» Records for processing:
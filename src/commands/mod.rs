pub mod run;
pub mod status;
pub mod suggest;

use crate::error::CompletionError;
use crate::titler::derive::Completer;
use crate::titler::provider::{ProviderConfig, completer_for, resolve_provider_config};
use serde::Serialize;

#[derive(Debug, Clone, Serialize)]
pub struct CommandReport {
    pub command: String,
    pub ok: bool,
    pub details: Vec<String>,
    pub issues: Vec<String>,
}

impl CommandReport {
    pub fn new(command: impl Into<String>) -> Self {
        Self {
            command: command.into(),
            ok: true,
            details: Vec::new(),
            issues: Vec::new(),
        }
    }

    pub fn detail(&mut self, text: impl Into<String>) {
        self.details.push(text.into());
    }

    pub fn issue(&mut self, text: impl Into<String>) {
        self.ok = false;
        self.issues.push(text.into());
    }
}

pub fn require_completer(
    report: &mut CommandReport,
) -> Option<(ProviderConfig, Box<dyn Completer>)> {
    match resolve_provider_config() {
        Some(config) => {
            let completer = completer_for(&config);
            Some((config, completer))
        }
        None => {
            report.issue(CompletionError::NotConfigured.to_string());
            None
        }
    }
}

» Task:
Reproduce all of the entries above verbatim.

» Reply to the exercise:
filename src/commands/mod.rs
pub mod run;
pub mod status;
pub mod suggest;

use crate::error::CompletionError;
use crate::titler::derive::Completer;
use crate::titler::provider::{ProviderConfig, completer_for, resolve_provider_config};
use serde::Serialize;

#[derive(Debug, Clone, Serialize)]
pub struct CommandReport {
    pub command: String,
    pub ok: bool,
    pub details: Vec<String>,
    pub issues: Vec<String>,
}

impl CommandReport {
    pub fn new(command: impl Into<String>) -> Self {
        Self {
            command: command.into(),
            ok: true,
            details: Vec::new(),
            issues: Vec::new(),
        }
    }

    pub fn detail(&mut self, text: impl Into<String>) {
        self.details.push(text.into());
    }

    pub fn issue(&mut self, text: impl Into<String>) {
        self.ok = false;
        self.issues.push(text.into());
    }
}

pub fn require_completer(
    report: &mut CommandReport,
) -> Option<(ProviderConfig, Box<dyn Completer>)> {
    match resolve_provider_config() {
        Some(config) => {
            let completer = completer_for(&config);
            Some((config, completer))
        }
        None => {
            report.issue(CompletionError::NotConfigured.to_string());
            None
        }
    }
}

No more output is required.